Bahkan setelah Dekrit Presiden RI Tahun 1959, tekanan terhadap kekuatan pers semakin meningkat, sejumlah penerbitan ditutup dengan tujuan membatasi peranan dan fungsi pers. Bahkan Menteri Muda Penerangan Maladi pada saat HUT Kemerdekaan RI ke-14 menyatakan dengan tegas, (Lubis, 2008). “…hak kebebasan individu disesuaikan dengan baik kolektif seluruh bangsa dalam melaksanakan kedaulatan rakyat. Hak berfikir, menyatakan pendapat, dan memperoleh penghasilan sebagaimana yang dijamin Undang-Undang Dasar 1945 harus ada batasnya: keamanan negara, kepentingan bangsa, moral dan kepribadian Indonesia, serta tanggung jawab kapada Tuhan Yang Maha Esa”.

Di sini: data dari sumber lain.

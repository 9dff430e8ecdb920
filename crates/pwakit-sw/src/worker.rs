//! The service worker global scope.

use std::sync::atomic::{AtomicBool, AtomicU64, Ordering};
use std::sync::Arc;

use pwakit_net::{Fetcher, Request};
use tokio::sync::{watch, RwLock};
use tracing::{debug, info};
use url::Url;

use crate::cache::CacheStorage;
use crate::clients::Clients;
use crate::config::WorkerConfig;
use crate::control::VersionClock;
use crate::lifecycle::ServiceWorkerState;
use crate::strategy::{CacheController, FetchOutcome};
use crate::sync::{NoopSync, SyncHandler};
use crate::Result;

/// Unique identifier for a service worker.
#[derive(Debug, Clone, Copy, PartialEq, Eq, Hash)]
pub struct ServiceWorkerId(u64);

impl ServiceWorkerId {
    fn new() -> Self {
        static COUNTER: AtomicU64 = AtomicU64::new(1);
        Self(COUNTER.fetch_add(1, Ordering::Relaxed))
    }

    pub fn raw(&self) -> u64 {
        self.0
    }
}

/// One version of the service worker for a scope.
///
/// Every worker version of an origin shares the same [`CacheStorage`] and
/// [`Clients`]; the partitions it owns are named from its config.
pub struct ServiceWorker {
    pub(crate) id: ServiceWorkerId,
    pub(crate) scope: Url,
    pub(crate) config: Arc<WorkerConfig>,
    pub(crate) state: watch::Sender<ServiceWorkerState>,
    pub(crate) controller: CacheController,
    pub(crate) caches: Arc<CacheStorage>,
    pub(crate) clients: Arc<RwLock<Clients>>,
    pub(crate) fetcher: Arc<dyn Fetcher>,
    pub(crate) skip_waiting: AtomicBool,
    pub(crate) clock: VersionClock,
    pub(crate) sync_handler: Arc<dyn SyncHandler>,
}

impl ServiceWorker {
    /// Create a worker in the `Parsed` state.
    pub fn new(
        scope: Url,
        config: WorkerConfig,
        caches: Arc<CacheStorage>,
        clients: Arc<RwLock<Clients>>,
        fetcher: Arc<dyn Fetcher>,
    ) -> Result<Self> {
        config.validate()?;
        let config = Arc::new(config);
        let controller = CacheController::new(
            scope.clone(),
            Arc::clone(&config),
            Arc::clone(&caches),
            Arc::clone(&fetcher),
        )?;
        let (state, _) = watch::channel(ServiceWorkerState::Parsed);

        Ok(Self {
            id: ServiceWorkerId::new(),
            scope,
            config,
            state,
            controller,
            caches,
            clients,
            fetcher,
            skip_waiting: AtomicBool::new(false),
            clock: VersionClock::default(),
            sync_handler: Arc::new(NoopSync),
        })
    }

    /// Replace the background sync handler.
    pub fn with_sync_handler(mut self, handler: Arc<dyn SyncHandler>) -> Self {
        self.sync_handler = handler;
        self
    }

    pub fn id(&self) -> ServiceWorkerId {
        self.id
    }

    pub fn scope(&self) -> &Url {
        &self.scope
    }

    pub fn config(&self) -> &WorkerConfig {
        &self.config
    }

    pub fn caches(&self) -> &Arc<CacheStorage> {
        &self.caches
    }

    /// Current state.
    pub fn state(&self) -> ServiceWorkerState {
        *self.state.borrow()
    }

    /// Watch state changes.
    pub fn subscribe(&self) -> watch::Receiver<ServiceWorkerState> {
        self.state.subscribe()
    }

    pub(crate) fn set_state(&self, state: ServiceWorkerState) {
        let previous = self.state.send_replace(state);
        if previous != state {
            debug!(worker = self.id.raw(), from = ?previous, to = ?state, "Worker state changed");
        }
    }

    /// Check if active.
    pub fn is_active(&self) -> bool {
        self.state() == ServiceWorkerState::Activated
    }

    /// Check if redundant.
    pub fn is_redundant(&self) -> bool {
        self.state() == ServiceWorkerState::Redundant
    }

    /// Ask to be promoted without waiting for controlled pages to close.
    pub fn skip_waiting(&self) {
        if !self.skip_waiting.swap(true, Ordering::AcqRel) {
            info!(worker = self.id.raw(), "Skip waiting requested");
        }
    }

    pub fn skip_waiting_requested(&self) -> bool {
        self.skip_waiting.load(Ordering::Acquire)
    }

    /// Handle an intercepted fetch. Only an activated worker serves fetches.
    pub async fn handle_fetch(&self, request: Request) -> FetchOutcome {
        if !self.is_active() {
            debug!(worker = self.id.raw(), url = %request.url, "Worker not active, bypassing");
            return FetchOutcome::Bypass;
        }
        self.controller.handle(request).await
    }

    /// Wait for background cache refreshes started by earlier fetches.
    pub async fn settle(&self) {
        self.controller.settle().await;
    }
}

impl std::fmt::Debug for ServiceWorker {
    fn fmt(&self, f: &mut std::fmt::Formatter<'_>) -> std::fmt::Result {
        f.debug_struct("ServiceWorker")
            .field("id", &self.id)
            .field("scope", &self.scope.as_str())
            .field("version", &self.config.version)
            .field("state", &self.state())
            .finish()
    }
}
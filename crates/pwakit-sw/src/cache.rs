//! Cache partitions and cache storage.
//!
//! A [`CacheStorage`] holds the named partitions of one origin. Every
//! operation is individually atomic: concurrent writers to the same key end
//! in last-write-wins, and a persisted `put` either replaces the partition
//! file completely or leaves the previous one in place.

use std::fmt;
use std::path::{Path, PathBuf};

use bytes::Bytes;
use hashbrown::HashMap;
use http::{HeaderMap, HeaderName, HeaderValue, Method, StatusCode};
use pwakit_net::{Request, Response};
use serde::{Deserialize, Serialize};
use tokio::sync::RwLock;
use tracing::{debug, trace};
use url::Url;

use crate::{Result, ServiceWorkerError};

// ==================== Keys & Entries ====================

/// Request identity: method plus full URL, query string included.
#[derive(Debug, Clone, PartialEq, Eq, Hash, Serialize, Deserialize)]
pub struct CacheKey {
    pub method: String,
    pub url: String,
}

impl CacheKey {
    /// Key for a GET of `url`.
    pub fn get(url: &Url) -> Self {
        Self {
            method: Method::GET.to_string(),
            url: url.to_string(),
        }
    }

    /// Key for a request.
    pub fn for_request(request: &Request) -> Self {
        Self {
            method: request.method.to_string(),
            url: request.url.to_string(),
        }
    }
}

impl fmt::Display for CacheKey {
    fn fmt(&self, f: &mut fmt::Formatter<'_>) -> fmt::Result {
        write!(f, "{} {}", self.method, self.url)
    }
}

/// A cached request/response pair.
#[derive(Debug, Clone, PartialEq, Serialize, Deserialize)]
pub struct CacheEntry {
    /// Request URL.
    pub url: Url,

    /// Request method.
    pub method: String,

    /// Response status.
    pub status: u16,

    /// Response headers.
    pub headers: Vec<(String, String)>,

    /// Response body.
    #[serde(with = "body_base64")]
    pub body: Bytes,

    /// Cached at timestamp (ms since epoch).
    pub cached_at: i64,
}

impl CacheEntry {
    /// Capture a network response for `request`.
    pub fn from_response(request: &Request, response: &Response) -> Self {
        let headers = response
            .headers
            .iter()
            .filter_map(|(name, value)| {
                value
                    .to_str()
                    .ok()
                    .map(|v| (name.as_str().to_string(), v.to_string()))
            })
            .collect();

        Self {
            url: request.url.clone(),
            method: request.method.to_string(),
            status: response.status.as_u16(),
            headers,
            body: response.body.clone(),
            cached_at: chrono::Utc::now().timestamp_millis(),
        }
    }

    /// Key this entry is stored under.
    pub fn key(&self) -> CacheKey {
        CacheKey {
            method: self.method.clone(),
            url: self.url.to_string(),
        }
    }

    /// Rebuild a response from this entry.
    pub fn to_response(&self) -> Response {
        let mut headers = HeaderMap::new();
        for (name, value) in &self.headers {
            if let (Ok(n), Ok(v)) = (
                HeaderName::try_from(name.as_str()),
                HeaderValue::try_from(value.as_str()),
            ) {
                headers.append(n, v);
            }
        }
        let status = StatusCode::from_u16(self.status).unwrap_or(StatusCode::OK);
        Response::new(self.url.clone(), status, headers, self.body.clone())
    }
}
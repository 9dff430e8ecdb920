//! Route classification: which strategy and partition a path belongs to.

use regex::{Regex, RegexBuilder};

use crate::config::WorkerConfig;
use crate::{Result, ServiceWorkerError};

/// Classification of a request path.
#[derive(Debug, Clone, Copy, PartialEq, Eq)]
pub enum RouteClass {
    /// Part of the static manifest: cache-first.
    Static,
    /// Known dynamic page: network-first.
    DynamicPage,
    /// Image, style, script or font: stale-while-revalidate.
    Asset,
    /// Anything else.
    Other,
}

/// Pure path classifier built from the worker configuration.
#[derive(Debug, Clone)]
pub struct RouteClassifier {
    static_files: Vec<String>,
    dynamic_files: Vec<String>,
    asset_pattern: Option<Regex>,
}

impl RouteClassifier {
    pub fn new(config: &WorkerConfig) -> Result<Self> {
        let alternatives = config
            .asset_extensions
            .iter()
            .map(|ext| regex::escape(ext))
            .collect::<Vec<_>>()
            .join("|");
        let asset_pattern = if alternatives.is_empty() {
            None
        } else {
            let pattern = RegexBuilder::new(&format!(r"\.({alternatives})$"))
                .case_insensitive(true)
                .build()
                .map_err(|e| ServiceWorkerError::Config(format!("asset pattern: {e}")))?;
            Some(pattern)
        };

        Ok(Self {
            static_files: config.static_files.clone(),
            dynamic_files: config.dynamic_files.clone(),
            asset_pattern,
        })
    }

    /// Classify a URL path. Static membership wins over dynamic, dynamic over asset.
    pub fn classify(&self, path: &str) -> RouteClass {
        if self.is_static(path) {
            RouteClass::Static
        } else if self.is_dynamic(path) {
            RouteClass::DynamicPage
        } else if self.is_asset(path) {
            RouteClass::Asset
        } else {
            RouteClass::Other
        }
    }

    /// Path equals or ends with a static manifest entry.
    pub fn is_static(&self, path: &str) -> bool {
        self.static_files
            .iter()
            .any(|file| path == file.as_str() || path.ends_with(file.as_str()))
    }

    /// Path contains a dynamic entry.
    pub fn is_dynamic(&self, path: &str) -> bool {
        self.dynamic_files
            .iter()
            .any(|file| path.contains(file.as_str()))
    }

    pub fn is_asset(&self, path: &str) -> bool {
        self.asset_pattern
            .as_ref()
            .is_some_and(|pattern| pattern.is_match(path))
    }
}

Menjelang runtuhnya kekuasaan Orde Lama di era kepemimpinan Soekarno dengan sistem politik Demokrasi Terpimpin, kemerdekaan pers semakin diperketat. Hasil penelitian E.C Smith mengutip dari Army Handbook Kementerian Penerangan melakukan pengawasan secara ketat terhadap pers dan penerbitan lain. Pada Tahun 1965 terjadi pemberdelan yang dilakukan langsung pemerintahan Presiden Soekarno sebanyak 25 penerbitan, diantara aitu Harian Waspada Medan. Harian Waspada tersebut ditutup dengan alasan bahawa terdapat kepentingan politik oleh presiden, kerana media tersebut sangat mempengaruhi masyarakat awam (civil society) khususnya di Medan dalam pemberitaannya yang dapat menjatuhkan kepercayaan masyarakat terhadap pemerintah.
Pada masa pemerintahan Orde Baru lahirlah Undang-Undang Pers No. 11/1966 yang tetap mempertahankan kewajiban memiliki Surat Izin Terbit (SIT), dan Peraturan Menteri Penerangan No. 03/Per/Menpen/1969. Selain itu pada 1 Ogos 1973 Panglima Komando Keselamatan dan Ketertiban (Pangkopkamtib) dengan Surat Keputusan No. Kep. 063 PK/IC/VIII/1973 mengharuskan semua surat kabar dan majalah untuk memiliki Surat Izin Cetak (SIC). Kemudian Undang-Undang Pokok Pers Nombor 21 Tahun 1982 memberikan kuasa penuh kepada Menteri Penerangan untuk cabut Surat Izin Terbit (SIT) atau Surat Izin Usaha Penerbitan Pers (SIUPP). Tidak cukup dengan undang undang ini kemudian diterbitkan Peraturan Menteri Penerangan No. 01 Tahun 1984 yang mewajibkan pers mempunyai Surat Izin Usaha Penerbitan Pers (SIUPP) (Hill, 2006).